When a client wants pictures dug out of the depths of a photo archive, for example, the photographer needs to charge for the time spent finding them. Annalisa normally waives this charge unless the search requires significant work.
Definitions (for guidance only)
The listing overleaf is comprehensive but by no means exhaustive
Serial rights a licence to publish in a ‘serial’ publication - a newspaper, journal or magazine.
First British serial right a licence to publish for the first time in any British serial publication.
First EU serial right a licence to publish for the first time in any European Union serial publication.
First US serial rights a licence to publish for the first time in any United States serial publication.
First World serial rights a licence to publish for the first time in any serial publication in the world.
Second serial rights a licence to publish in a serial publication for the second time in a defined area.
Syndication right a licence to re-sell copyright material in a defined area on behalf of the copyright owner. Income from syndication is conventionally split between the parties, with the author receiving at least 50 per cent of the gross income.
Electronic archive right (as part of original publication) a licence to store material electronically for publisher’s reference and archival purposes only, not including copyright or further publication without the author’s permission.
Electronic publication rights a licence to publish in electronic form, this can include or comprise publication (eg as part of a commercial database) on floppy disc and/or CD-ROM (either as a ‘serial’ or one-off), or on the Internet or an Intranet.
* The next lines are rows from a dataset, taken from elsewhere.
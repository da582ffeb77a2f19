//! Merge and persistence coordination.
//!
//! [`MergeCoordinator::ingest`] persists one resolved group: it finds or
//! creates the canonical product, fills in a missing image, and upserts one
//! price per listing. [`MergeCoordinator::dedup_sweep`] is the separate
//! cleanup pass that folds products sharing a normalized name into the oldest
//! one, always moving prices before deleting anything.
//!
//! Groups are processed one at a time; the coordinator never interleaves
//! the lookup-or-create or reparent-then-delete sequences of two groups.

use chrono::Utc;
use serde::Serialize;
use std::collections::{BTreeMap, BTreeSet};
use std::sync::Arc;
use tracing::{debug, info, warn};

use crate::config::{Config, MatchMode, MergeConfig};
use crate::db;
use crate::error::{IngestError, StoreError};
use crate::grouping::{collapse_whitespace, GroupKey};
use crate::models::{CanonicalProduct, NewProduct, RawListing};
use crate::migrate::create_schema;
use crate::store::{ProductStore, SqliteProductStore};

/// Listings of one job that resolved to the same group key.
#[derive(Debug, Clone)]
pub struct GroupBatch {
    pub key: GroupKey,
    /// Brand recorded if the product has to be created.
    pub brand: String,
    /// Category recorded if the product has to be created.
    pub category: String,
    pub listings: Vec<RawListing>,
}

#[derive(Debug, Clone, PartialEq, Eq, Serialize)]
pub struct IngestOutcome {
    pub product_id: i64,
    pub created: bool,
    pub image_set: bool,
    pub prices_upserted: usize,
}
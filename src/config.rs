//! TOML configuration.
//!
//! The validated [`Config`] is handed to the fetch orchestrator and the merge
//! coordinator at construction time; nothing in the crate reads global
//! endpoint or key constants.
//!
//! ```toml
//! [db]
//! path = "./data/petprice.sqlite"
//!
//! [fetch]
//! per_job_timeout_ms = 10000
//! shutdown_grace_ms = 5000
//!
//! [merge]
//! match_mode = "exact"
//!
//! [[stores]]
//! name = "Petz"
//! kind = "http"
//! url = "https://search.example.com/petz?q={term}"
//! api_key_env = "PETZ_API_KEY"
//!
//! [[stores]]
//! name = "Cobasi"
//! kind = "file"
//! path = "./fixtures/cobasi.json"
//! ```

use anyhow::{bail, Context, Result};
use serde::Deserialize;
use std::collections::HashSet;
use std::path::{Path, PathBuf};
use std::time::Duration;

#[derive(Debug, Deserialize, Clone)]
pub struct Config {
    pub db: DbConfig,
    #[serde(default)]
    pub fetch: FetchConfig,
    #[serde(default)]
    pub merge: MergeConfig,
    #[serde(default)]
    pub stores: Vec<StoreConfig>,
}

#[derive(Debug, Deserialize, Clone)]
pub struct DbConfig {
    pub path: PathBuf,
}

#[derive(Debug, Deserialize, Clone)]
pub struct FetchConfig {
    #[serde(default = "default_per_job_timeout_ms")]
    pub per_job_timeout_ms: u64,
    #[serde(default = "default_shutdown_grace_ms")]
    pub shutdown_grace_ms: u64,
    #[serde(default = "default_queue_capacity")]
    pub queue_capacity: usize,
    #[serde(default = "default_max_listings_per_store")]
    pub max_listings_per_store: usize,
}

impl Default for FetchConfig {
    fn default() -> Self {
        Self {
            per_job_timeout_ms: default_per_job_timeout_ms(),
            shutdown_grace_ms: default_shutdown_grace_ms(),
            queue_capacity: default_queue_capacity(),
            max_listings_per_store: default_max_listings_per_store(),
        }
    }
}

impl FetchConfig {
    pub fn per_job_timeout(&self) -> Duration {
        Duration::from_millis(self.per_job_timeout_ms)
    }

    pub fn shutdown_grace(&self) -> Duration {
        Duration::from_millis(self.shutdown_grace_ms)
    }
}

fn default_per_job_timeout_ms() -> u64 {
    10_000
}
fn default_shutdown_grace_ms() -> u64 {
    5_000
}
fn default_queue_capacity() -> usize {
    64
}
fn default_max_listings_per_store() -> usize {
    1
}

/// How a group key is matched against stored product names.
#[derive(Debug, Deserialize, Clone, Copy, PartialEq, Eq, Default)]
#[serde(rename_all = "lowercase")]
pub enum MatchMode {
    /// Case-insensitive equality after whitespace normalization.
    #[default]
    Exact,
    /// Exact first, then the oldest product whose name contains the key.
    Contains,
}

#[derive(Debug, Deserialize, Clone)]
pub struct MergeConfig {
    #[serde(default)]
    pub match_mode: MatchMode,
    #[serde(default = "default_image_min_len")]
    pub image_min_len: usize,
    #[serde(default = "default_image_denylist")]
    pub image_denylist: Vec<String>,
    #[serde(default = "default_category")]
    pub default_category: String,
    #[serde(default = "default_skip_accessories")]
    pub skip_accessories: bool,
}

impl Default for MergeConfig {
    fn default() -> Self {
        Self {
            match_mode: MatchMode::default(),
            image_min_len: default_image_min_len(),
            image_denylist: default_image_denylist(),
            default_category: default_category(),
            skip_accessories: default_skip_accessories(),
        }
    }
}

fn default_image_min_len() -> usize {
    20
}
fn default_image_denylist() -> Vec<String> {
    ["icon", "logo", "placeholder", "sprite"]
        .iter()
        .map(|s| s.to_string())
        .collect()
}
fn default_category() -> String {
    "Outros".to_string()
}
fn default_skip_accessories() -> bool {
    true
}

#[derive(Debug, Deserialize, Clone, Copy, PartialEq, Eq)]
#[serde(rename_all = "lowercase")]
pub enum StoreKind {
    File,
    Http,
}

#[derive(Debug, Deserialize, Clone)]
pub struct StoreConfig {
    pub name: String,
    pub kind: StoreKind,
    /// Fixture file for `kind = "file"`.
    #[serde(default)]
    pub path: Option<PathBuf>,
    /// Search URL template for `kind = "http"`; `{term}` is replaced by the
    /// percent-encoded search term.
    #[serde(default)]
    pub url: Option<String>,
    #[serde(default = "default_store_timeout_secs")]
    pub timeout_secs: u64,
    /// Environment variable holding a bearer token, if the endpoint needs one.
    #[serde(default)]
    pub api_key_env: Option<String>,
}

fn default_store_timeout_secs() -> u64 {
    15
}

impl Config {
    /// A config with no stores, pointing at the given database.
    pub fn minimal(db_path: impl Into<PathBuf>) -> Self {
        Self {
            db: DbConfig {
                path: db_path.into(),
            },
            fetch: FetchConfig::default(),
            merge: MergeConfig::default(),
            stores: Vec::new(),
        }
    }
}

pub fn load_config(path: &Path) -> Result<Config> {
    let content = std::fs::read_to_string(path)
        .with_context(|| format!("Failed to read config file: {}", path.display()))?;

    let config: Config = toml::from_str(&content).with_context(|| "Failed to parse config file")?;
    validate(&config)?;
    Ok(config)
}

pub fn validate(config: &Config) -> Result<()> {
    if config.fetch.per_job_timeout_ms == 0 {
        bail!("fetch.per_job_timeout_ms must be > 0");
    }
    if config.fetch.shutdown_grace_ms == 0 {
        bail!("fetch.shutdown_grace_ms must be > 0");
    }
    if config.fetch.queue_capacity == 0 {
        bail!("fetch.queue_capacity must be > 0");
    }
    if config.fetch.max_listings_per_store == 0 {
        bail!("fetch.max_listings_per_store must be > 0");
    }

    let mut seen = HashSet::new();
    for store in &config.stores {
        if store.name.trim().is_empty() {
            bail!("stores: every store needs a non-empty name");
        }
        if !seen.insert(store.name.as_str()) {
            bail!("stores: duplicate store name '{}'", store.name);
        }
        match store.kind {
            StoreKind::File => {
                if store.path.is_none() {
                    bail!("store '{}': kind = \"file\" requires `path`", store.name);
                }
            }
            StoreKind::Http => match &store.url {
                Some(url) if url.contains("{term}") => {}
                Some(_) => bail!("store '{}': url must contain {{term}}", store.name),
                None => bail!("store '{}': kind = \"http\" requires `url`", store.name),
            },
        }
        if store.timeout_secs == 0 {
            bail!("store '{}': timeout_secs must be > 0", store.name);
        }
    }

    Ok(())
}
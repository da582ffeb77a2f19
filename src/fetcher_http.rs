//! JSON search endpoint store fetcher.
//!
//! Sends `GET <url>` with `{term}` replaced by the percent-encoded search term
//! and decodes either a bare array or `{"results": [...]}` of:
//!
//! ```json
//! { "name": "...", "price": 189.9, "image_url": "https://...", "link": "https://..." }
//! ```
//!
//! `price` may be a number or a display string such as `"R$ 1.234,56"`.
//! Entries without a usable name or price are skipped.

use anyhow::{anyhow, Result};
use async_trait::async_trait;
use once_cell::sync::Lazy;
use regex::Regex;
use rust_decimal::Decimal;
use serde::Deserialize;
use serde_json::Value;
use std::str::FromStr;
use std::time::Duration;
use tracing::{debug, warn};

use crate::config::StoreConfig;
use crate::error::FetchError;
use crate::models::RawListing;
use crate::traits::StoreFetcher;

/// Prices at or below this are banner fragments or installment counts.
const MIN_PLAUSIBLE_PRICE: Decimal = Decimal::from_parts(5, 0, 0, false, 0);

static PRICE_RUN: Lazy<Regex> =
    Lazy::new(|| Regex::new(r"\d+(?:[.,]\d+)*").expect("valid price pattern"));

pub struct HttpFetcher {
    name: String,
    url_template: String,
    api_key_env: Option<String>,
    api_key: Option<String>,
    client: reqwest::Client,
}

#[derive(Debug, Deserialize)]
#[serde(untagged)]
enum SearchResponse {
    Bare(Vec<WireListing>),
    Wrapped { results: Vec<WireListing> },
}

#[derive(Debug, Deserialize)]
struct WireListing {
    #[serde(default)]
    name: Option<String>,
    #[serde(default)]
    price: Value,
    #[serde(default)]
    image_url: Option<String>,
    #[serde(default)]
    link: Option<String>,
}

impl HttpFetcher {
    pub fn new(config: StoreConfig) -> Result<Self> {
        let url_template = config
            .url
            .ok_or_else(|| anyhow!("store '{}': http fetcher requires `url`", config.name))?;
        let client = reqwest::Client::builder()
            .timeout(Duration::from_secs(config.timeout_secs))
            .user_agent(concat!("petprice/", env!("CARGO_PKG_VERSION")))
            .build()?;
        Ok(Self {
            name: config.name,
            url_template,
            api_key_env: config.api_key_env,
            api_key: None,
            client,
        })
    }

    fn url_for(&self, term: &str) -> String {
        self.url_template
            .replace("{term}", &urlencoding::encode(term.trim()))
    }

    fn to_listing(&self, wire: WireListing) -> Option<RawListing> {
        let name = wire.name.map(|n| n.trim().to_string()).filter(|n| !n.is_empty())?;
        let price = match &wire.price {
            Value::Number(n) => Decimal::from_str(&n.to_string())
                .ok()
                .filter(|p| *p > MIN_PLAUSIBLE_PRICE),
            Value::String(s) => parse_price_text(s),
            _ => None,
        };
        let Some(price) = price else {
            debug!(store = %self.name, name = %name, "skipping listing without usable price");
            return None;
        };
        Some(RawListing {
            name,
            price,
            image_url: wire.image_url,
            link: wire.link,
            store: self.name.clone(),
            job_index: 0,
        })
    }
}

#[async_trait]
impl StoreFetcher for HttpFetcher {
    fn store_name(&self) -> &str {
        &self.name
    }

    fn kind(&self) -> &str {
        "http"
    }

    async fn open(&mut self) -> Result<(), FetchError> {
        if let Some(var) = &self.api_key_env {
            let key = std::env::var(var).map_err(|_| {
                FetchError::failure(&self.name, format!("environment variable {} not set", var))
            })?;
            self.api_key = Some(key);
        }
        Ok(())
    }

    async fn search(&mut self, term: &str) -> Result<Vec<RawListing>, FetchError> {
        let url = self.url_for(term);
        let mut request = self.client.get(&url);
        if let Some(key) = &self.api_key {
            request = request.header("Authorization", format!("Bearer {}", key));
        }

        let response = request.send().await.map_err(|e| {
            if e.is_timeout() {
                FetchError::Timeout
            } else {
                FetchError::Http(e)
            }
        })?;

        let status = response.status();
        if !status.is_success() {
            let body = response.text().await.unwrap_or_default();
            warn!(store = %self.name, %status, "search endpoint returned an error");
            return Err(FetchError::failure(
                &self.name,
                format!("HTTP {}: {}", status, body.chars().take(200).collect::<String>()),
            ));
        }

        let body = response.text().await?;
        let decoded: SearchResponse = serde_json::from_str(&body)?;
        let wire = match decoded {
            SearchResponse::Bare(items) => items,
            SearchResponse::Wrapped { results } => results,
        };
        Ok(wire
            .into_iter()
            .filter_map(|item| self.to_listing(item))
            .collect())
    }
}

/// Parse a Brazilian display price (`"R$ 1.234,56"`, `"A partir de R$ 89,90"`,
/// `"129"`).
///
/// The last `.` or `,` is the decimal separator when one or two digits follow
/// it; every other separator is a thousands mark. Values of 5 or less are
/// rejected.
pub fn parse_price_text(text: &str) -> Option<Decimal> {
    let compact: String = text.chars().filter(|c| !c.is_whitespace()).collect();
    let run = PRICE_RUN.find(&compact)?.as_str();

    let normalized = match run.rfind(['.', ',']) {
        Some(pos) if run.len() - pos - 1 <= 2 => {
            let (int_part, frac_part) = run.split_at(pos);
            let int_digits: String = int_part.chars().filter(char::is_ascii_digit).collect();
            format!("{}.{}", int_digits, &frac_part[1..])
        }
        _ => run.chars().filter(char::is_ascii_digit).collect(),
    };

    Decimal::from_str(&normalized)
        .ok()
        .filter(|p| *p > MIN_PLAUSIBLE_PRICE)
}
#[cfg(test)]
mod tests {
    use super::*;
    use crate::error::FetchError;
    use async_trait::async_trait;
    use rust_decimal::Decimal;

    fn listing(name: &str) -> RawListing {
        RawListing {
            name: name.into(),
            price: Decimal::new(9990, 2),
            image_url: None,
            link: None,
            store: String::new(),
            job_index: 0,
        }
    }

    /// Answers every search after `delay` with two listings named after the term.
    struct Steady {
        name: &'static str,
        delay: Duration,
    }

    #[async_trait]
    impl StoreFetcher for Steady {
        fn store_name(&self) -> &str {
            self.name
        }

        async fn search(&mut self, term: &str) -> Result<Vec<RawListing>, FetchError> {
            tokio::time::sleep(self.delay).await;
            Ok(vec![listing(term), listing(&format!("{term} alt"))])
        }
    }

    /// Never answers and ignores stop commands while searching.
    struct Hung;

    #[async_trait]
    impl StoreFetcher for Hung {
        fn store_name(&self) -> &str {
            "Hung"
        }

        async fn search(&mut self, _term: &str) -> Result<Vec<RawListing>, FetchError> {
            std::future::pending::<()>().await;
            Ok(vec![])
        }
    }

    /// Panics on the first search.
    struct Crashy;

    #[async_trait]
    impl StoreFetcher for Crashy {
        fn store_name(&self) -> &str {
            "Crashy"
        }

        async fn search(&mut self, _term: &str) -> Result<Vec<RawListing>, FetchError> {
            panic!("scraper blew up");
        }
    }

    /// Fails to open; every job gets a failure marker.
    struct Broken;

    #[async_trait]
    impl StoreFetcher for Broken {
        fn store_name(&self) -> &str {
            "Broken"
        }

        async fn open(&mut self) -> Result<(), FetchError> {
            Err(FetchError::failure("Broken", "login page"))
        }

        async fn search(&mut self, _term: &str) -> Result<Vec<RawListing>, FetchError> {
            Ok(vec![listing("never")])
        }
    }

    /// Answers with nothing, or an error for the term "boom".
    struct Sparse;

    #[async_trait]
    impl StoreFetcher for Sparse {
        fn store_name(&self) -> &str {
            "Sparse"
        }

        async fn search(&mut self, term: &str) -> Result<Vec<RawListing>, FetchError> {
            if term == "boom" {
                Err(FetchError::failure("Sparse", "blocked"))
            } else {
                Ok(vec![])
            }
        }
    }

    fn config(timeout_ms: u64) -> OrchestratorConfig {
        OrchestratorConfig {
            per_job_timeout: Duration::from_millis(timeout_ms),
            shutdown_grace: Duration::from_millis(100),
            queue_capacity: 4,
            max_listings_per_store: 1,
        }
    }

    fn steady(name: &'static str) -> Box<dyn StoreFetcher> {
        Box::new(Steady {
            name,
            delay: Duration::from_millis(5),
        })
    }

    #[tokio::test]
    async fn broadcasts_and_tags_results() {
        let jobs = vec![SearchJob::new("A1", "nexgard"), SearchJob::new("B2", "golden")];
        let results = run_all(&jobs, vec![steady("Petz"), steady("Cobasi")], config(2_000)).await;

        assert_eq!(results.len(), 2);
        for (index, result) in results.iter().enumerate() {
            assert_eq!(result.job_index, index);
            // One listing per store: the extra one is truncated.
            assert_eq!(result.listings.len(), 2);
            assert!(result.listings.iter().all(|l| l.job_index == index));
            assert!(result.listings.iter().all(|l| l.name == jobs[index].term));
            let mut stores: Vec<_> = result.listings.iter().map(|l| l.store.as_str()).collect();
            stores.sort();
            assert_eq!(stores, vec!["Cobasi", "Petz"]);
            assert!(result.timed_out.is_empty());
        }
    }

    #[tokio::test]
    async fn hung_fetcher_only_costs_the_deadline() {
        let timeout = Duration::from_millis(300);
        let mut orchestrator = FetchOrchestrator::start(
            vec![steady("Petz"), Box::new(Hung), steady("Cobasi")],
            OrchestratorConfig {
                per_job_timeout: timeout,
                ..config(0)
            },
            CancellationToken::new(),
        );

        let started = Instant::now();
        let result = orchestrator
            .run_job(0, &SearchJob::new("A1", "bravecto"))
            .await;
        let elapsed = started.elapsed();

        assert!(elapsed >= timeout);
        assert!(elapsed < timeout + Duration::from_millis(500), "took {elapsed:?}");
        assert_eq!(result.listings.len(), 2);
        assert_eq!(result.timed_out, vec!["Hung".to_string()]);
        assert_eq!(result.responded.len(), 2);

        // The next job is still served by the healthy workers.
        let next = orchestrator
            .run_job(1, &SearchJob::new("B2", "simparic"))
            .await;
        assert_eq!(next.listings.len(), 2);
        assert!(next.listings.iter().all(|l| l.job_index == 1));

        let shutdown = orchestrator.shutdown().await;
        assert_eq!(shutdown.stopped, 2);
        assert_eq!(shutdown.terminated, vec!["Hung".to_string()]);
    }

    #[tokio::test]
    async fn backlogged_store_keeps_counting_as_timed_out() {
        let jobs: Vec<SearchJob> = (0..5)
            .map(|i| SearchJob::new(format!("J{i}"), format!("term {i}")))
            .collect();
        let results = run_all(
            &jobs,
            vec![steady("Petz"), Box::new(Hung)],
            OrchestratorConfig {
                queue_capacity: 1,
                ..config(80)
            },
        )
        .await;

        for result in &results {
            assert_eq!(result.timed_out, vec!["Hung".to_string()], "job {}", result.job_index);
            assert!(result.failed.is_empty(), "job {}: {:?}", result.job_index, result.failed);
            assert_eq!(result.listings.len(), 1);
        }
    }

    #[tokio::test]
    async fn crashed_worker_does_not_stop_the_run() {
        let mut orchestrator = FetchOrchestrator::start(
            vec![steady("Petz"), Box::new(Crashy)],
            config(300),
            CancellationToken::new(),
        );

        let first = orchestrator.run_job(0, &SearchJob::new("A1", "golden")).await;
        assert_eq!(first.listings.len(), 1);
        assert_eq!(first.failed.len(), 1);
        assert_eq!(first.failed[0].0, "Crashy");

        let second = orchestrator.run_job(1, &SearchJob::new("B2", "premier")).await;
        assert_eq!(second.listings.len(), 1);
        assert_eq!(second.failed, vec![("Crashy".to_string(), "worker exited".to_string())]);

        let shutdown = orchestrator.shutdown().await;
        assert_eq!(shutdown.crashed, vec!["Crashy".to_string()]);
        assert_eq!(shutdown.stopped, 1);
    }

    #[tokio::test]
    async fn broken_session_and_empty_answers_are_recorded() {
        let jobs = vec![SearchJob::new("A1", "whiskas"), SearchJob::new("B2", "boom")];
        let results = run_all(
            &jobs,
            vec![Box::new(Broken), Box::new(Sparse)],
            config(1_000),
        )
        .await;

        let first = &results[0];
        assert!(!first.has_listings());
        assert_eq!(first.empty, vec!["Sparse".to_string()]);
        assert_eq!(first.failed.len(), 1);
        assert!(first.failed[0].1.contains("login page"));

        let second = &results[1];
        assert_eq!(second.failed.len(), 2);
        assert!(second.responded.is_empty());
    }

    #[tokio::test]
    async fn late_results_are_discarded() {
        let mut orchestrator = FetchOrchestrator::start(
            vec![
                steady("Petz"),
                Box::new(Steady {
                    name: "Slow",
                    delay: Duration::from_millis(250),
                }),
            ],
            config(100),
            CancellationToken::new(),
        );

        let first = orchestrator.run_job(0, &SearchJob::new("A1", "first")).await;
        assert_eq!(first.timed_out, vec!["Slow".to_string()]);

        // Slow's answer to job 0 lands while job 1 is collecting.
        tokio::time::sleep(Duration::from_millis(200)).await;
        let second = orchestrator.run_job(1, &SearchJob::new("B2", "second")).await;
        assert!(second.listings.iter().all(|l| l.job_index == 1));
        assert!(second.listings.iter().all(|l| l.name == "second"));

        orchestrator.shutdown().await;
    }

    #[tokio::test]
    async fn cancellation_ends_collection_early() {
        let cancel = CancellationToken::new();
        let mut orchestrator = FetchOrchestrator::start(
            vec![Box::new(Hung)],
            config(10_000),
            cancel.clone(),
        );
        let trigger = cancel.clone();
        tokio::spawn(async move {
            tokio::time::sleep(Duration::from_millis(50)).await;
            trigger.cancel();
        });

        let started = Instant::now();
        let result = orchestrator.run_job(0, &SearchJob::new("A1", "x")).await;
        assert!(started.elapsed() < Duration::from_secs(2));
        assert!(result.listings.is_empty());
        assert!(orchestrator.is_cancelled());
        orchestrator.shutdown().await;
    }
}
Except for Internet and Intranet use, any licence may be restricted to a defined geographical area.
Internet publication right a licence to publish electronically on the Internet or World-Wide Web (WWW); this is always a world right.
Intranet publication rights a licence to publish on an electronic computer- linked system analogous to the Internet but confined to a single company or other defined group.
Book right a licence to publish in a (non-serial) book; this may be limited to a defined area, duration and language.
Full copyright (‘All rights’) All media worldwide in perpetuity. IT SHOULD NEITHER BE SOUGHT NOR OFFERED.
Moral rights the rights of an author or creator to protect his or her reputation. They include the right to be identified as author, the right not to be falsely identified as author, and the right not to have material altered in a way derogatory to the reputation of the author.